Following on from the school workshops a group of 15 children self selected themselves to attend six weekly sessions in the Campbell Works project space, contributing physically and conceptually to the building of the final installation.

In order to gain an understanding of the intended scale of the installation and its physical impact on the individual, the children first created models of maze-like structures out of cardboard and used small plastic characters wandering through the spaces to represent themselves.

They then went on to design the labyrinth and explored different floor plan options, using hundreds of sticks and giant cardboard sheets to build architectural muck-ups. Lead artists Harriet Murray and Neil Taylor used these models as the starting point to create the final installation design.

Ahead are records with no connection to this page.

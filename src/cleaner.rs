//! Strip non-code elements from C/C++/CUDA sources.
//! Regex-only: comment markers inside string literals are stripped too.

use regex::Regex;
use std::sync::LazyLock;

// Block comments (non-greedy, may span lines) and `//` line comments.
static COMMENT_RE: LazyLock<Regex> =
    LazyLock::new(|| Regex::new(r"(?m)/\*[\s\S]*?\*/|//.*$").unwrap());

// License/copyright headers starting a line, as a block or a `//` line.
static LICENSE_RE: LazyLock<Regex> = LazyLock::new(|| {
    Regex::new(
        r"(?mi)^\s*(/\*[\s\S]*?(?:LICENSE|COPYRIGHT)[\s\S]*?\*/|//.*?(?:LICENSE|COPYRIGHT).*?\n)",
    )
    .unwrap()
});

static PRAGMA_ONCE_RE: LazyLock<Regex> =
    LazyLock::new(|| Regex::new(r"(?m)^\s*#pragma\s+once\s*$").unwrap());

// IDE/platform guards. `__MSC_VER` only; plain `_MSC_VER` is left alone.
static IDE_GUARD_RE: LazyLock<Regex> = LazyLock::new(|| {
    Regex::new(r"(?mi)^\s*#\s*(ifdef|ifndef|endif)\s+_(DEBUG|WIN32|_MSC_VER).*?$").unwrap()
});

static TRAILING_WS_RE: LazyLock<Regex> = LazyLock::new(|| Regex::new(r"(?m)[ \t]+$").unwrap());

static BLANK_RUN_RE: LazyLock<Regex> = LazyLock::new(|| Regex::new(r"\n\s*\n+").unwrap());

/// Remove comments, license headers, `#pragma once` and IDE guards, then
/// squeeze blank lines and trim. Never fails; an empty result means "skip".
pub fn clean(text: &str) -> String {
    let t = COMMENT_RE.replace_all(text, "");
    let t = LICENSE_RE.replace_all(&t, "");
    let t = PRAGMA_ONCE_RE.replace_all(&t, "");
    let t = IDE_GUARD_RE.replace_all(&t, "");

    // Comments removed mid-line leave dangling spaces behind
    let t = TRAILING_WS_RE.replace_all(&t, "");
    let t = BLANK_RUN_RE.replace_all(&t, "\n");
    t.trim().to_string()
}

/// Text-mode newline handling: `\r\n` and lone `\r` become `\n`.
pub fn normalize_newlines(text: &str) -> String {
    if !text.contains('\r') {
        return text.to_string();
    }
    text.replace("\r\n", "\n").replace('\r', "\n")
}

The building of the final installation took place alongside the workshops enabling the children to experience the physical changes in the space and allowing them to redirect the development of the labyrinth when they felt it necessary.

Parallel to the building process, the participating children received an introduction to flash animating, working in groups of two or three together with animator Maf'J Alvarez to create an extraordinary series of animations out of their own electro-chemical brain drawings.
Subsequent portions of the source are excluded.